What to work on —
In the records, find every line with the word "plus" and copy it out.

Supplied records —
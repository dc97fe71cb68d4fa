//! Command-line interface for bo-tokenize.
//!
//! Usage:
//!   bo-tokenize [OPTIONS] <TEXT>
//!   echo "བཀྲ་ཤིས་བདེ་ལེགས།" | bo-tokenize
//!
//! Options:
//!   -d, --dict <FILE>  Path to dictionary TSV file
//!   -s, --simple       Tokenize without a dictionary (syllables only)
//!   -j, --json         Output as JSON
//!   -h, --help         Show help

use bo_tokenize::loader::TrieBuilder;
use bo_tokenize::{Token, Tokenizer, Trie};
use std::io::Read;
use std::{env, fs, process};

const HELP: &str = r#"bo-tokenize - Dictionary-based longest-match tokenizer for Tibetan text

USAGE:
    bo-tokenize [OPTIONS] [TEXT]
    echo "བཀྲ་ཤིས་བདེ་ལེགས།" | bo-tokenize

OPTIONS:
    -d, --dict <FILE>  Path to dictionary TSV file
    -s, --simple       Tokenize without a dictionary (syllables only)
    -j, --json         Output as JSON
    -h, --help         Show this help message

EXAMPLES:
    bo-tokenize "བཀྲ་ཤིས་བདེ་ལེགས།"
    bo-tokenize -s "བཀྲ་ཤིས་བདེ་ལེགས།"
    bo-tokenize -d dictionary.tsv "བཀྲ་ཤིས་བདེ་ལེགས།"
    echo "བཀྲ་ཤིས་བདེ་ལེགས།" | bo-tokenize -s
"#;

/// Parsed command-line arguments.
struct Options {
    dict_path: Option<String>,
    simple: bool,
    json: bool,
    text: Option<String>,
}

fn die(msg: impl std::fmt::Display) -> ! {
    eprintln!("Error: {msg}");
    process::exit(1);
}

/// Walk `argv[1..]`, collecting flags and the first bare positional as the
/// input text. Exits the process directly on `-h`/`--help` or a bad flag.
fn parse_options(argv: &[String]) -> Options {
    let mut opts = Options {
        dict_path: None,
        simple: false,
        json: false,
        text: None,
    };

    let mut args = argv.iter();
    while let Some(arg) = args.next() {
        match arg.as_str() {
            "-h" | "--help" => {
                eprint!("{HELP}");
                process::exit(0);
            }
            "-s" | "--simple" => opts.simple = true,
            "-j" | "--json" => opts.json = true,
            "-d" | "--dict" => {
                let path = args.next().unwrap_or_else(|| die("--dict requires a file path"));
                opts.dict_path = Some(path.clone());
            }
            other if !other.starts_with('-') => opts.text = Some(other.to_string()),
            other => {
                eprint!("{HELP}");
                die(format!("unknown option '{other}'"));
            }
        }
    }
    opts
}

fn read_stdin() -> String {
    let mut buf = String::new();
    if let Err(e) = std::io::stdin().read_to_string(&mut buf) {
        die(format!("reading stdin: {e}"));
    }
    buf.trim_end_matches('\n').to_string()
}

fn build_trie(opts: &Options) -> Trie {
    if opts.simple {
        return Trie::new();
    }
    let Some(path) = &opts.dict_path else {
        return Trie::new();
    };
    let content = fs::read_to_string(path).unwrap_or_else(|e| die(format!("reading dictionary '{path}': {e}")));
    let mut builder = TrieBuilder::new();
    builder.load_tsv(&content);
    builder.build()
}

fn print_plain(tokens: &[Token]) {
    for token in tokens {
        let tag = token.pos.as_deref().unwrap_or_else(|| token.chunk_type.as_str());
        println!("{}\t{}\t{}", token.text, tag, token.syllables.join("་"));
    }
}

fn print_json(tokens: &[Token]) {
    let values: Vec<_> = tokens.iter().map(Token::to_json).collect();
    match serde_json::to_string_pretty(&values) {
        Ok(json) => println!("{json}"),
        Err(e) => die(format!("serializing to JSON: {e}")),
    }
}

fn main() {
    let argv: Vec<String> = env::args().skip(1).collect();
    let opts = parse_options(&argv);

    let input_text = opts.text.clone().unwrap_or_else(read_stdin);
    if input_text.is_empty() {
        eprint!("{HELP}");
        die("no input text provided");
    }

    let trie = build_trie(&opts);
    let tokenizer = Tokenizer::new(trie);
    let tokens = tokenizer.tokenize(&input_text, true, false);

    if opts.json {
        print_json(&tokens);
    } else {
        print_plain(&tokens);
    }
}
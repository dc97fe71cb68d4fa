//! Character classification for Tibetan Unicode characters.
//!
//! Maps every codepoint of an input string to a [`CharCategory`], the
//! foundation the chunker and match engine build their segmentation on.
//! Classification is total, deterministic, and codepoint-indexed (never
//! byte-indexed): Tibetan text is multi-byte in UTF-8 and all downstream
//! offsets in this crate count codepoints.

use once_cell::sync::Lazy;
use serde::{Deserialize, Serialize};
use std::collections::HashSet;

/// Character categories used in Tibetan text processing.
#[derive(Debug, Clone, Copy, PartialEq, Eq, Hash, Default, Serialize, Deserialize)]
pub enum CharCategory {
    /// Tibetan consonant.
    Cons,
    /// Sub-joined consonant (used in consonant clusters).
    SubCons,
    /// Tibetan vowel sign.
    Vow,
    /// Tsek (syllable separator, U+0F0B).
    Tsek,
    /// Normal punctuation (shad, etc.).
    NormalPunct,
    /// Special punctuation.
    SpecialPunct,
    /// Tibetan numeral.
    Numeral,
    /// Symbol.
    Symbol,
    /// In-syllable mark.
    InSylMark,
    /// Non-Tibetan, non-Sanskrit character that still occupies the Tibetan
    /// Unicode block. No codepoint in the classification table below maps
    /// here; the variant exists for parity with the closed enumeration.
    NonBoNonSkrt,
    /// Sanskrit consonant (Devanagari).
    SkrtCons,
    /// Sanskrit sub-joined consonant (Devanagari).
    SkrtSubCons,
    /// Sanskrit vowel sign (Devanagari).
    SkrtVow,
    /// Transparent characters (spaces, etc.) - ignored in syllable processing.
    Transparent,
    /// Latin character.
    Latin,
    /// CJK character.
    Cjk,
    /// Other/unknown character.
    #[default]
    Other,
    /// NFC (pre-composed) character. No codepoint in the current table maps
    /// here; reserved because `chunk_symbols` references it.
    Nfc,
}

impl CharCategory {
    /// Categories that form the body of a Tibetan syllable (can sit between
    /// two `Tsek` boundaries).
    pub fn is_syllable_part(&self) -> bool {
        matches!(
            self,
            CharCategory::Cons
                | CharCategory::SubCons
                | CharCategory::Vow
                | CharCategory::SkrtCons
                | CharCategory::SkrtSubCons
                | CharCategory::SkrtVow
                | CharCategory::InSylMark
                | CharCategory::Nfc
                | CharCategory::NonBoNonSkrt
        )
    }

    /// Whether this category forms part of a word-forming ("Bo") run: the
    /// syllable-part categories plus the `Tsek` separator itself.
    pub fn is_word_forming(&self) -> bool {
        self.is_syllable_part() || matches!(self, CharCategory::Tsek)
    }

    /// Whether a codepoint of this category counts toward the match
    /// engine's Sanskrit flag.
    pub fn is_sanskrit(&self) -> bool {
        matches!(
            self,
            CharCategory::SkrtCons | CharCategory::SkrtSubCons | CharCategory::SkrtVow
        )
    }
}

/// List of codepoints treated as transparent (space-like), beyond the plain
/// ASCII whitespace / NBSP / en-quad..four-per-em-space ranges named in the
/// classification rules.
const EXTRA_TRANSPARENT_CHARS: &[char] = &['\t', '\n', '\r'];

static EMPTY_IGNORE_SET: Lazy<HashSet<char>> = Lazy::new(HashSet::new);

/// Classify a single codepoint, honoring a caller-supplied `ignore_chars` set
/// (rule 1: ignored codepoints are always `Transparent`).
pub fn classify(c: char, ignore_chars: &HashSet<char>) -> CharCategory {
    if ignore_chars.contains(&c) {
        return CharCategory::Transparent;
    }

    let cp = c as u32;

    if (0x0F00..=0x0FFF).contains(&cp) {
        return classify_tibetan(cp);
    }

    if (0x0915..=0x0939).contains(&cp) {
        return CharCategory::SkrtCons;
    }
    if (0x093E..=0x094C).contains(&cp) {
        return CharCategory::SkrtVow;
    }
    if (0x0958..=0x095F).contains(&cp) {
        return CharCategory::SkrtSubCons;
    }

    if c.is_ascii_alphabetic() {
        return CharCategory::Latin;
    }

    if (0x4E00..=0x9FFF).contains(&cp) || (0x3400..=0x4DBF).contains(&cp) {
        return CharCategory::Cjk;
    }

    if c.is_ascii_whitespace()
        || cp == 0x00A0
        || (0x2000..=0x2005).contains(&cp)
        || EXTRA_TRANSPARENT_CHARS.contains(&c)
    {
        return CharCategory::Transparent;
    }

    CharCategory::Other
}

/// Classify a single codepoint with no ignored characters.
pub fn get_char_category(c: char) -> CharCategory {
    classify(c, &EMPTY_IGNORE_SET)
}

fn classify_tibetan(cp: u32) -> CharCategory {
    match cp {
        0x0F40..=0x0F6C => CharCategory::Cons,
        0x0F90..=0x0FBC => CharCategory::SubCons,
        0x0F71..=0x0F84 => CharCategory::Vow,
        0x0F0B => CharCategory::Tsek,
        0x0F20..=0x0F33 => CharCategory::Numeral,
        0x0F0D..=0x0F12 => CharCategory::NormalPunct,
        0x0F1A..=0x0F1F => CharCategory::Symbol,
        0x0F7F => CharCategory::InSylMark,
        0x0F86..=0x0F8B => CharCategory::InSylMark,
        0x0F00..=0x0F17 => CharCategory::SpecialPunct,
        _ => CharCategory::Other,
    }
}

/// An input string paired with the category of each of its codepoints.
///
/// Invariant: `categories.len() == chars.len()`.
#[derive(Debug, Clone)]
pub struct ClassifiedText {
    /// The original string.
    pub string: String,
    /// The codepoints of `string`, cached for repeated indexed access.
    pub chars: Vec<char>,
    /// Category for each codepoint, by codepoint index.
    pub categories: Vec<CharCategory>,
}

impl ClassifiedText {
    /// Classify every codepoint of `s`, honoring `ignore_chars`.
    pub fn new(s: &str, ignore_chars: &HashSet<char>) -> Self {
        let chars: Vec<char> = s.chars().collect();
        let categories: Vec<CharCategory> =
            chars.iter().map(|&c| classify(c, ignore_chars)).collect();
        ClassifiedText {
            string: s.to_string(),
            chars,
            categories,
        }
    }

    /// Number of codepoints.
    pub fn len(&self) -> usize {
        self.categories.len()
    }

    /// Whether there are no codepoints.
    pub fn is_empty(&self) -> bool {
        self.categories.is_empty()
    }

    /// Category at a codepoint index, if in range.
    pub fn get_category(&self, idx: usize) -> Option<CharCategory> {
        self.categories.get(idx).copied()
    }

    /// Substring spanning codepoints `[start, start+len)`.
    pub fn slice(&self, start: usize, len: usize) -> String {
        let end = (start + len).min(self.chars.len());
        self.chars[start.min(end)..end].iter().collect()
    }
}

#[cfg(test)]
mod tests {
    use super::*;

    #[test]
    fn test_tibetan_consonants() {
        assert_eq!(get_char_category('ཀ'), CharCategory::Cons);
        assert_eq!(get_char_category('ག'), CharCategory::Cons);
        assert_eq!(get_char_category('བ'), CharCategory::Cons);
    }

    #[test]
    fn test_tibetan_vowels() {
        assert_eq!(get_char_category('ི'), CharCategory::Vow);
        assert_eq!(get_char_category('ུ'), CharCategory::Vow);
        assert_eq!(get_char_category('ེ'), CharCategory::Vow);
        assert_eq!(get_char_category('ོ'), CharCategory::Vow);
    }

    #[test]
    fn test_tsek() {
        assert_eq!(get_char_category('་'), CharCategory::Tsek);
    }

    #[test]
    fn test_normal_punct() {
        assert_eq!(get_char_category('།'), CharCategory::NormalPunct);
    }

    #[test]
    fn test_numeral() {
        assert_eq!(get_char_category('༡'), CharCategory::Numeral);
    }

    #[test]
    fn test_space() {
        assert_eq!(get_char_category(' '), CharCategory::Transparent);
        assert_eq!(get_char_category('\t'), CharCategory::Transparent);
    }

    #[test]
    fn test_latin() {
        assert_eq!(get_char_category('a'), CharCategory::Latin);
        assert_eq!(get_char_category('Z'), CharCategory::Latin);
    }

    #[test]
    fn test_cjk() {
        assert_eq!(get_char_category('就'), CharCategory::Cjk);
    }

    #[test]
    fn test_devanagari() {
        assert_eq!(get_char_category('क'), CharCategory::SkrtCons);
        assert_eq!(get_char_category('ा'), CharCategory::SkrtVow);
    }

    #[test]
    fn test_ignore_chars() {
        let mut ignore = HashSet::new();
        ignore.insert('ཀ');
        assert_eq!(classify('ཀ', &ignore), CharCategory::Transparent);
        assert_eq!(classify('ག', &ignore), CharCategory::Cons);
    }

    #[test]
    fn test_classified_text() {
        let ct = ClassifiedText::new("བཀྲ་", &HashSet::new());
        assert_eq!(ct.len(), 4);
        assert_eq!(ct.get_category(0), Some(CharCategory::Cons)); // བ
        assert_eq!(ct.get_category(1), Some(CharCategory::Cons)); // ཀ
        assert_eq!(ct.get_category(2), Some(CharCategory::SubCons)); // ྲ
        assert_eq!(ct.get_category(3), Some(CharCategory::Tsek)); // ་
    }

    #[test]
    fn test_slice() {
        let ct = ClassifiedText::new("བཀྲ་ཤིས", &HashSet::new());
        assert_eq!(ct.slice(0, 3), "བཀྲ");
    }
}
//! Dictionary-based longest-match tokenizer for Tibetan text.
//!
//! Classifies every codepoint of an input string, groups them into syllables
//! and non-Tibetan runs, then walks a [`Trie`] of dictionary entries to find
//! the longest matching word at each position.
//!
//! ## Quick start
//!
//! ```rust
//! use bo_tokenize::{Tokenizer, loader::TrieBuilder};
//!
//! let tsv = "བཀྲ་ཤིས\tNOUN\t\t\t1000\nབདེ་ལེགས\tNOUN\t\t\t500";
//! let mut builder = TrieBuilder::new();
//! builder.load_tsv(tsv);
//! let trie = builder.build();
//!
//! let tokenizer = Tokenizer::new(trie);
//! let tokens = tokenizer.tokenize("བཀྲ་ཤིས་བདེ་ལེགས།", true, false);
//!
//! for token in &tokens {
//!     println!("{}: {:?}", token.text, token.pos);
//! }
//! ```

pub mod char_categories;
pub mod chunker;
pub mod error;
pub mod finalize;
pub mod loader;
pub mod syllable;
pub mod token;
pub mod tokenizer;
pub mod trie;

pub use char_categories::{get_char_category, CharCategory, ClassifiedText};
pub use chunker::{Chunk, ChunkFrame, ChunkFrameEntry};
pub use error::TokenizeError;
pub use token::{AffixationInfo, ChunkKind, Sense, Token, NO_POS};
pub use tokenizer::Tokenizer;
pub use trie::{NodeData, NodeUpdate, Trie, TrieNode};

/// Version of the library.
pub const VERSION: &str = env!("CARGO_PKG_VERSION");

#[cfg(test)]
mod tests {
    use super::*;
    use loader::TrieBuilder;

    #[test]
    fn test_full_pipeline() {
        let tsv = "བཀྲ་ཤིས\tNOUN\t\t\t1000\nབདེ་ལེགས\tNOUN\t\t\t500\nབཀྲ་ཤིས་བདེ་ལེགས\tPHRASE\t\t\t2000";

        let mut builder = TrieBuilder::new();
        builder.load_tsv(tsv);
        let trie = builder.build();

        let tokenizer = Tokenizer::new(trie);
        let tokens = tokenizer.tokenize("བཀྲ་ཤིས་བདེ་ལེགས། བཀྲ་ཤིས།", true, false);

        assert!(!tokens.is_empty());
        // Longest match wins: the four-syllable phrase beats either half.
        assert_eq!(tokens[0].syllables_idx.len(), 4);
        assert!(tokens.iter().any(|t| t.chunk_type == ChunkKind::Punct));
    }

    #[test]
    fn test_tokenize_without_dictionary_still_syllabifies() {
        let tokenizer = Tokenizer::new(Trie::new());
        let tokens = tokenizer.tokenize("བཀྲ་ཤིས་བདེ་ལེགས།", true, false);
        // Four syllables (each NO_POS, since there's no dictionary) plus the shad.
        assert_eq!(tokens.len(), 5);
        assert!(tokens[..4].iter().all(|t| t.pos.as_deref() == Some(NO_POS)));
    }
}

Written solution —
    /// syllable-part categories plus the `Tsek` separator itself.
        // Four syllables (each NO_POS, since there's no dictionary) plus the shad.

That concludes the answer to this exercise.